Building a volunteer rhythm that sticks
The coffee program lives or dies with the people who set it up at 7 a.m. on Sunday. Three habits keep volunteers from burning out.
- Pair people: Two people per Sunday, on a rotation of four pairs. Nobody works two weeks in a row.
- Pre-portion the night before: Pre-measured ground coffee in labeled bags saves 15 minutes on Sunday morning.
- Clean as you go: Pots get rinsed during second service. Deep clean once a month. That keeps flavor consistent.
Working with a roaster
A direct relationship with a small roaster gives you better coffee at lower cost than the warehouse store, plus standing orders and roast date guarantees.
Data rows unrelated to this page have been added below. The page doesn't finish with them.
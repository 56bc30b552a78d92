// Copyright 2023-Present Datadog, Inc. https://www.datadoghq.com/
// SPDX-License-Identifier: Apache-2.0

use xapi_client::XapiError;

/// Errors that can occur while delivering a payload
#[derive(Debug, Clone, PartialEq, thiserror::Error)]
pub enum DeliveryError {
    #[error("Failed to serialize payload: {0}")]
    Serialization(String),

    #[error("Failed to send request: {0}")]
    Transport(String),

    #[error("Collector responded with status {status}: {body}")]
    Status { status: u16, body: String },

    #[error("Device rejected the request: {0}")]
    Device(#[from] XapiError),

    #[error("Unexpected response from device: {0}")]
    Response(String),
}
If you are in the Pacific Northwest, we ship to churches across the region and offer wholesale pricing for ongoing orders.
Roast-Fresh Coffee for Your Church
His Word Coffee partners with churches across the Pacific Northwest. Standing orders, roast dates inside 7 days, no minimum.
Talk to Us About WholesaleFor more on how to think about coffee hospitality in your ministry, see our piece on coffee hospitality and sharing faith and our history of coffee in Christian monasteries.
Source: SCA brewing standards (1:18 ratio target), volume estimates from common church coffee programs we serve, equipment recommendations from National Restaurant Association food service guidelines.
Frequently Asked Questions
How much coffee should a church of 100 make on Sunday morning?
Plan for about 40 to 60 cups, which is two 12-cup brewers running back to back. Adjust based on observation over a few weeks.
Is a percolator or drip brewer better for church coffee?
Drip brewers usually produce cleaner, sweeter coffee. Commercial percolators are easier for volunteers to operate and can handle larger volumes in one cycle.
What is the cheapest way to upgrade church coffee?
Switch from pre-ground bulk to whole bean coffee roasted within the last four weeks, and buy a basic burr grinder. That single change makes the biggest difference.
How long can brewed coffee sit before it tastes bad?
In a sealed insulated airpot, about 90 minutes. On an open warming plate, about 20 minutes.
Should we offer decaf at church?
Yes. A small percolator or single brewer of fresh decaf serves the people who avoid caffeine and shows you noticed them.